_What the exercise asks_
Scan the records below. Report the number of lines containing the word "existing", and nothing more.

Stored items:
==============================

/// The calling thread's context class loader, or the system class loader
/// when it has none. Returns a local reference.
unsafe fn capture_loader(env: *mut JNIEnv) -> RuntimeResult<jobject> {
    let current_thread = lookup_method(env, "java/lang/Thread", "currentThread", "()Ljava/lang/Thread;", true)?;
    let context_loader = lookup_method(
        env,
        "java/lang/Thread",
        "getContextClassLoader",
        "()Ljava/lang/ClassLoader;",
        false,
    )?;

    let thread_class = match c_string("java/lang/Thread") {
        Some(name) => jni!(env, FindClass, name.as_ptr()),
        None => ptr::null_mut(),
    };
    if thread_class.is_null() {
        return Err(take_failure(env, "FindClass(java/lang/Thread)"));
    }
    let thread = jni!(env, CallStaticObjectMethodA, thread_class, current_thread, ptr::null());
    jni!(env, DeleteLocalRef, thread_class);
    if thread.is_null() {
        return Err(take_failure(env, "Thread.currentThread"));
    }
    let loader = jni!(env, CallObjectMethodA, thread, context_loader, ptr::null());
    jni!(env, DeleteLocalRef, thread);
    if !loader.is_null() {
        return Ok(loader);
    }
    if from_jboolean(jni!(env, ExceptionCheck)) {
        return Err(take_failure(env, "Thread.getContextClassLoader"));
    }

    let system_loader = lookup_method(
        env,
        "java/lang/ClassLoader",
        "getSystemClassLoader",
        "()Ljava/lang/ClassLoader;",
        true,
    )?;
    let loader_class = match c_string("java/lang/ClassLoader") {
        Some(name) => jni!(env, FindClass, name.as_ptr()),
        None => ptr::null_mut(),
    };
    if loader_class.is_null() {
        return Err(take_failure(env, "FindClass(java/lang/ClassLoader)"));
    }
    let loader = jni!(env, CallStaticObjectMethodA, loader_class, system_loader, ptr::null());
    jni!(env, DeleteLocalRef, loader_class);
    if loader.is_null() {
        return Err(take_failure(env, "ClassLoader.getSystemClassLoader"));
    }
    Ok(loader)
}

impl Drop for JvmRuntime {
    fn drop(&mut self) {
        // SAFETY: the VM outlives this value per `from_raw`'s contract.
        unsafe {
            match current_env(self.vm.0) {
                Some(env) => jni!(env_ptr(env), DeleteGlobalRef, obj(self.loader)),
                None => warn!("JVM runtime dropped on a detached thread; class loader reference leaked"),
            }
        }
    }
}
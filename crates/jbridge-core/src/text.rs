//! Text conversion between Rust strings and managed strings
//!
//! Managed strings are UTF-16. Conversion never raises a managed exception;
//! a null result from the runtime means it could not allocate.

use jbridge_sdk::ObjectRef;

use crate::env::Env;
use crate::refs::LocalRef;
use crate::{BridgeError, BridgeResult};

/// Encode a Rust string as UTF-16 code units
pub fn encode_utf16(text: &str) -> Vec<u16> {
    text.encode_utf16().collect()
}

/// Decode UTF-16 code units. Unpaired surrogates become U+FFFD.
pub fn decode_utf16(units: &[u16]) -> String {
    String::from_utf16_lossy(units)
}

impl Env {
    /// Create a managed string holding `text`.
    ///
    /// The result is a local reference, released when it drops.
    pub fn to_managed_text(&self, text: &str) -> BridgeResult<LocalRef<'_>> {
        let units = encode_utf16(text);
        let raw = self.runtime().new_string(self.raw(), &units);
        // SAFETY: new_string returns a fresh local reference.
        unsafe { self.adopt_local(raw) }.ok_or_else(|| {
            BridgeError::AllocationFailed(format!("managed string of {} code units", units.len()))
        })
    }

    /// Read a managed string. A null reference reads as the empty string.
    pub fn from_managed_text(&self, string: ObjectRef) -> String {
        if string.is_null() {
            return String::new();
        }
        decode_utf16(&self.runtime().string_utf16(self.raw(), string))
    }
}
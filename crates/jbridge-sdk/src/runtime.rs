//! ManagedRuntime trait: abstract managed-runtime operations
//!
//! Defines the interface a backend (a real JVM, or the in-process sandbox)
//! implements. The bridge programs against this trait only.
//!
//! The shape follows JNI closely: lookups return null / `None` and leave an
//! exception pending when they fail, calls return the zero value when the
//! callee throws, and nothing here clears an exception except
//! [`exception_clear`](ManagedRuntime::exception_clear).

use crate::error::RuntimeResult;
use crate::native::NativeMethod;
use crate::signature::{JavaType, ReturnType};
use crate::value::{EnvHandle, JValue, MemberId, ObjectRef, Receiver};

/// Options applied when attaching a native thread.
#[derive(Debug, Clone, Default, PartialEq, Eq)]
pub struct AttachOptions {
    /// Thread name reported to the runtime
    pub thread_name: Option<String>,
    /// Attach as a daemon thread (does not keep the runtime alive)
    pub daemon: bool,
}

/// Abstract managed runtime.
///
/// Every method taking an [`EnvHandle`] must be called on the thread that
/// obtained that handle. References passed in must be live; handing a
/// released or foreign reference to a backend is undefined behaviour.
pub trait ManagedRuntime: Send + Sync {
    /// Short backend name for diagnostics
    fn name(&self) -> &str;

    // ========================================================================
    // Thread attachment
    // ========================================================================

    /// Environment of the calling thread, if it is attached
    fn current_env(&self) -> Option<EnvHandle>;

    /// Attach the calling thread. Attaching an attached thread returns its
    /// existing environment.
    fn attach_current_thread(&self, options: &AttachOptions) -> RuntimeResult<EnvHandle>;

    /// Detach the calling thread, whose environment is `env`
    fn detach_current_thread(&self, env: EnvHandle) -> RuntimeResult<()>;

    // ========================================================================
    // Class lookup
    // ========================================================================

    /// Look a class up through the calling thread's own class loading
    /// context. Returns a local reference, or null with an exception pending.
    fn find_class(&self, env: EnvHandle, name: &str) -> ObjectRef;

    /// Look a class up through a loader that does not depend on the calling
    /// thread, so it also works on native-created threads. Returns a local
    /// reference, or null with an exception pending.
    fn load_class(&self, env: EnvHandle, name: &str) -> ObjectRef;

    /// Class of an object, as a local reference
    fn object_class(&self, env: EnvHandle, obj: ObjectRef) -> ObjectRef;

    // ========================================================================
    // References
    // ========================================================================

    /// Create a global reference
    fn new_global_ref(&self, env: EnvHandle, obj: ObjectRef) -> ObjectRef;

    /// Release a global reference
    fn delete_global_ref(&self, env: EnvHandle, obj: ObjectRef);

    /// Create a local reference in `env`
    fn new_local_ref(&self, env: EnvHandle, obj: ObjectRef) -> ObjectRef;

    /// Release a local reference of `env`
    fn delete_local_ref(&self, env: EnvHandle, obj: ObjectRef);

    // ========================================================================
    // Member resolution
    // ========================================================================

    /// Resolve a method by name and descriptor. `None` leaves an exception
    /// pending.
    fn method_id(
        &self,
        env: EnvHandle,
        class: ObjectRef,
        name: &str,
        descriptor: &str,
        is_static: bool,
    ) -> Option<MemberId>;

    /// Resolve a field by name and type descriptor. `None` leaves an
    /// exception pending.
    fn field_id(
        &self,
        env: EnvHandle,
        class: ObjectRef,
        name: &str,
        descriptor: &str,
        is_static: bool,
    ) -> Option<MemberId>;

    // ========================================================================
    // Invocation and field access
    // ========================================================================

    /// Allocate an instance and run the constructor `ctor` on it. Returns a
    /// local reference, or null with an exception pending.
    fn new_object(
        &self,
        env: EnvHandle,
        class: ObjectRef,
        ctor: MemberId,
        args: &[JValue],
    ) -> ObjectRef;

    /// Invoke a resolved method. Reference results are local references.
    fn call_method(
        &self,
        env: EnvHandle,
        receiver: Receiver,
        method: MemberId,
        ret: &ReturnType,
        args: &[JValue],
    ) -> JValue;

    /// Read a resolved field. Reference results are local references.
    fn get_field(&self, env: EnvHandle, receiver: Receiver, field: MemberId, ty: &JavaType)
        -> JValue;

    /// Write a resolved field
    fn set_field(
        &self,
        env: EnvHandle,
        receiver: Receiver,
        field: MemberId,
        ty: &JavaType,
        value: JValue,
    );

    // ========================================================================
    // Strings
    // ========================================================================

    /// Create a managed string from UTF-16 code units (local reference)
    fn new_string(&self, env: EnvHandle, utf16: &[u16]) -> ObjectRef;

    /// Copy out the UTF-16 code units of a managed string
    fn string_utf16(&self, env: EnvHandle, string: ObjectRef) -> Vec<u16>;

    // ========================================================================
    // Exceptions
    // ========================================================================

    /// Whether an exception is pending on `env`
    fn exception_check(&self, env: EnvHandle) -> bool;

    /// Human-readable description of the pending exception, without
    /// clearing it
    fn exception_description(&self, env: EnvHandle) -> Option<String>;

    /// Clear the pending exception, if any
    fn exception_clear(&self, env: EnvHandle);

    // ========================================================================
    // Native methods
    // ========================================================================

    /// Bind native entry points to `native` members of `class`. On failure
    /// an exception is left pending.
    fn register_natives(
        &self,
        env: EnvHandle,
        class: ObjectRef,
        methods: &[NativeMethod],
    ) -> RuntimeResult<()>;
}
//! jbridge JVM backend
//!
//! Implements [`ManagedRuntime`](jbridge_sdk::ManagedRuntime) over a JNI
//! `JavaVM`. Register the VM once, from a thread where application classes
//! are visible, then use the bridge from any thread:
//!
//! ```ignore
//! #[no_mangle]
//! pub extern "system" fn JNI_OnLoad(vm: *mut jni_sys::JavaVM, _: *mut c_void) -> jint {
//!     let bridge = jbridge_core::Bridge::global();
//!     unsafe { jbridge_jvm::register_java_vm(&bridge, vm) }.ok();
//!     bridge.preload_classes(["com/example/Greeter"]);
//!     jni_sys::JNI_VERSION_1_6
//! }
//! ```

#![warn(missing_docs)]

mod convert;
pub mod vm;

use std::sync::Arc;

use jbridge_core::{Bridge, BridgeResult};
use tracing::info;

pub use vm::JvmRuntime;

/// Wrap `vm` and register it as `bridge`'s runtime.
///
/// # Safety
/// `vm` must point to a live `JavaVM` that outlives the bridge, and the
/// calling thread must be attached to it.
pub unsafe fn register_java_vm(bridge: &Bridge, vm: *mut jni_sys::JavaVM) -> BridgeResult<Arc<JvmRuntime>> {
    let runtime = Arc::new(JvmRuntime::from_raw(vm)?);
    bridge.register_runtime(runtime.clone());
    info!("JVM registered with the bridge");
    Ok(runtime)
}
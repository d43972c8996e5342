//! Reference guards
//!
//! Managed references come in two ownership classes:
//!
//! - [`LocalRef`]: short-lived, valid only on the thread and in the call
//!   frame that produced it. Borrows the [`Env`] it came from and is
//!   released when dropped.
//! - [`GlobalRef`]: durable, valid on any thread until released. Released
//!   when dropped, from whichever thread drops it.
//!
//! [`ClassRef`] is what class lookups hand out: either a registry-owned
//! entry (never released by its holder) or an owned global.

use std::fmt;
use std::sync::Arc;

use jbridge_sdk::{ManagedRuntime, ObjectRef};
use tracing::warn;

use crate::bridge::Bridge;
use crate::env::Env;

// ============================================================================
// LocalRef
// ============================================================================

/// Short-lived reference tied to an environment borrow.
pub struct LocalRef<'env> {
    env: &'env Env,
    raw: ObjectRef,
}

impl<'env> LocalRef<'env> {
    pub(crate) fn new(env: &'env Env, raw: ObjectRef) -> Self {
        Self { env, raw }
    }

    /// Raw reference
    pub fn raw(&self) -> ObjectRef {
        self.raw
    }

    /// Environment this reference belongs to
    pub fn env(&self) -> &'env Env {
        self.env
    }

    /// New global reference to the same object; the local stays valid
    pub fn to_global(&self) -> Option<GlobalRef> {
        self.env.new_global_ref(self.raw)
    }

    /// Promote to a global reference and release the local one
    pub fn into_global(self) -> Option<GlobalRef> {
        self.to_global()
    }

    /// Give up ownership without releasing; the caller becomes responsible
    /// for the local reference.
    pub fn into_raw(mut self) -> ObjectRef {
        std::mem::replace(&mut self.raw, ObjectRef::NULL)
    }
}

impl Drop for LocalRef<'_> {
    fn drop(&mut self) {
        if !self.raw.is_null() {
            self.env.runtime().delete_local_ref(self.env.raw(), self.raw);
        }
    }
}

impl fmt::Debug for LocalRef<'_> {
    fn fmt(&self, f: &mut fmt::Formatter<'_>) -> fmt::Result {
        f.debug_tuple("LocalRef").field(&self.raw).finish()
    }
}

// ============================================================================
// GlobalRef
// ============================================================================

/// Durable reference, released on drop.
pub struct GlobalRef {
    bridge: Bridge,
    runtime: Arc<dyn ManagedRuntime>,
    raw: ObjectRef,
}

impl GlobalRef {
    /// Wrap a raw global reference.
    ///
    /// # Safety
    /// `raw` must be a live global reference created by `runtime`, owned by
    /// nobody else.
    pub unsafe fn from_raw(bridge: &Bridge, runtime: Arc<dyn ManagedRuntime>, raw: ObjectRef) -> Self {
        Self {
            bridge: bridge.clone(),
            runtime,
            raw,
        }
    }

    /// Raw reference. Not an ownership transfer.
    pub fn raw(&self) -> ObjectRef {
        self.raw
    }

    /// Bridge this reference was created through
    pub fn bridge(&self) -> &Bridge {
        &self.bridge
    }

    /// Give up ownership without releasing; the caller becomes responsible
    /// for the global reference.
    pub fn into_raw(mut self) -> ObjectRef {
        std::mem::replace(&mut self.raw, ObjectRef::NULL)
    }
}

impl Drop for GlobalRef {
    fn drop(&mut self) {
        if self.raw.is_null() {
            return;
        }
        match Env::for_runtime(&self.bridge, self.runtime.clone()) {
            Ok(env) => self.runtime.delete_global_ref(env.raw(), self.raw),
            Err(e) => warn!(reference = ?self.raw, error = %e, "leaking global reference"),
        }
    }
}

impl fmt::Debug for GlobalRef {
    fn fmt(&self, f: &mut fmt::Formatter<'_>) -> fmt::Result {
        f.debug_tuple("GlobalRef").field(&self.raw).finish()
    }
}

// ============================================================================
// ClassRef
// ============================================================================

/// A class reference handed out by a class lookup.
#[derive(Debug)]
pub enum ClassRef {
    /// Owned by the class registry; valid until `unload_classes`
    Preloaded(ObjectRef),
    /// Owned by the holder
    Owned(GlobalRef),
}

impl ClassRef {
    /// Raw reference. Not an ownership transfer.
    pub fn raw(&self) -> ObjectRef {
        match self {
            ClassRef::Preloaded(raw) => *raw,
            ClassRef::Owned(global) => global.raw(),
        }
    }

    /// Whether the registry owns this reference
    pub fn is_preloaded(&self) -> bool {
        matches!(self, ClassRef::Preloaded(_))
    }
}
//! Bridge context and options
//!
//! A [`Bridge`] owns the runtime handle and the class registry. Everything
//! else (environments, references, wrappers) hangs off a bridge. One
//! process-wide bridge is reachable through [`Bridge::global`]; separate
//! bridges can be created for isolation, e.g. in tests.

use std::fmt;
use std::sync::Arc;

use jbridge_sdk::{AttachOptions, ManagedRuntime};
use once_cell::sync::OnceCell;
use parking_lot::RwLock;
use tracing::{debug, warn};

use crate::registry::ClassRegistry;

/// What a call does after the managed callee threw.
#[derive(Debug, Clone, Copy, PartialEq, Eq, Default)]
pub enum FaultPolicy {
    /// Clear the exception and return the zero value of the result type
    #[default]
    Suppress,
    /// Clear the exception and return `BridgeError::ManagedFault`
    Propagate,
    /// Leave the exception pending and return the zero value; the caller
    /// must check it with `Env::suppress_exception` before the next call
    Defer,
}

/// Options for a [`Bridge`]
#[derive(Debug, Clone)]
pub struct BridgeOptions {
    /// Log a description of every managed exception the guard clears
    pub describe_exceptions: bool,

    /// Behaviour after a managed fault
    pub fault_policy: FaultPolicy,

    /// Thread name reported when attaching native threads
    pub attach_thread_name: Option<String>,

    /// Attach native threads as daemon threads
    pub attach_as_daemon: bool,
}

impl Default for BridgeOptions {
    fn default() -> Self {
        Self {
            describe_exceptions: true,
            fault_policy: FaultPolicy::Suppress,
            attach_thread_name: None,
            attach_as_daemon: false,
        }
    }
}

impl BridgeOptions {
    /// Set the fault policy
    pub fn with_fault_policy(mut self, policy: FaultPolicy) -> Self {
        self.fault_policy = policy;
        self
    }

    /// Enable or disable exception descriptions
    pub fn with_describe_exceptions(mut self, describe: bool) -> Self {
        self.describe_exceptions = describe;
        self
    }

    /// Name reported for attached threads
    pub fn with_thread_name(mut self, name: impl Into<String>) -> Self {
        self.attach_thread_name = Some(name.into());
        self
    }

    /// Attach as daemon threads
    pub fn with_daemon_threads(mut self, daemon: bool) -> Self {
        self.attach_as_daemon = daemon;
        self
    }

    pub(crate) fn attach_options(&self) -> AttachOptions {
        AttachOptions {
            thread_name: self.attach_thread_name.clone(),
            daemon: self.attach_as_daemon,
        }
    }
}

/// Whether two handles point at the same runtime instance
pub(crate) fn same_runtime(a: &Arc<dyn ManagedRuntime>, b: &Arc<dyn ManagedRuntime>) -> bool {
    std::ptr::eq(Arc::as_ptr(a) as *const (), Arc::as_ptr(b) as *const ())
}

struct Shared {
    runtime: RwLock<Option<Arc<dyn ManagedRuntime>>>,
    registry: ClassRegistry,
    options: BridgeOptions,
}

/// Handle to a bridge context. Cloning is cheap and shares the context.
#[derive(Clone)]
pub struct Bridge {
    shared: Arc<Shared>,
}

static GLOBAL: OnceCell<Bridge> = OnceCell::new();

impl Bridge {
    /// Create a bridge with no runtime registered yet
    pub fn new(options: BridgeOptions) -> Self {
        Self {
            shared: Arc::new(Shared {
                runtime: RwLock::new(None),
                registry: ClassRegistry::new(),
                options,
            }),
        }
    }

    /// Create a bridge and register `runtime` on it
    pub fn with_runtime(runtime: Arc<dyn ManagedRuntime>, options: BridgeOptions) -> Self {
        let bridge = Self::new(options);
        bridge.register_runtime(runtime);
        bridge
    }

    /// The process-wide bridge, created with default options on first use
    pub fn global() -> Bridge {
        GLOBAL
            .get_or_init(|| Bridge::new(BridgeOptions::default()))
            .clone()
    }

    /// Create the process-wide bridge with `options`.
    ///
    /// Returns `false` if it already exists, in which case the existing one
    /// keeps its options.
    pub fn init_global(options: BridgeOptions) -> bool {
        GLOBAL.set(Bridge::new(options)).is_ok()
    }

    /// Register the managed runtime. A later registration replaces an
    /// earlier one; classes preloaded on the replaced runtime are released
    /// through it and the registry starts empty.
    pub fn register_runtime(&self, runtime: Arc<dyn ManagedRuntime>) {
        let mut slot = self.shared.runtime.write();
        let replaced = match slot.as_ref() {
            Some(previous) if same_runtime(previous, &runtime) => false,
            Some(previous) => {
                warn!(
                    previous = previous.name(),
                    next = runtime.name(),
                    preloaded = self.shared.registry.len(),
                    "replacing registered managed runtime"
                );
                true
            }
            None => {
                debug!(runtime = runtime.name(), "managed runtime registered");
                false
            }
        };
        *slot = Some(runtime);
        drop(slot);

        if replaced {
            self.unload_classes();
        }
    }

    /// The registered runtime, if any
    pub fn runtime(&self) -> Option<Arc<dyn ManagedRuntime>> {
        self.shared.runtime.read().clone()
    }

    /// Whether a runtime has been registered
    pub fn is_registered(&self) -> bool {
        self.shared.runtime.read().is_some()
    }

    /// Options this bridge was created with
    pub fn options(&self) -> &BridgeOptions {
        &self.shared.options
    }

    /// Class registry of this bridge
    pub fn registry(&self) -> &ClassRegistry {
        &self.shared.registry
    }

    /// Whether two handles share one context
    pub fn ptr_eq(&self, other: &Bridge) -> bool {
        Arc::ptr_eq(&self.shared, &other.shared)
    }
}

impl fmt::Debug for Bridge {
    fn fmt(&self, f: &mut fmt::Formatter<'_>) -> fmt::Result {
        let runtime = self.shared.runtime.read();
        f.debug_struct("Bridge")
            .field("runtime", &runtime.as_ref().map(|r| r.name().to_string()))
            .field("preloaded", &self.shared.registry.len())
            .field("options", &self.shared.options)
            .finish()
    }
}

==============================

_Solved problem_
2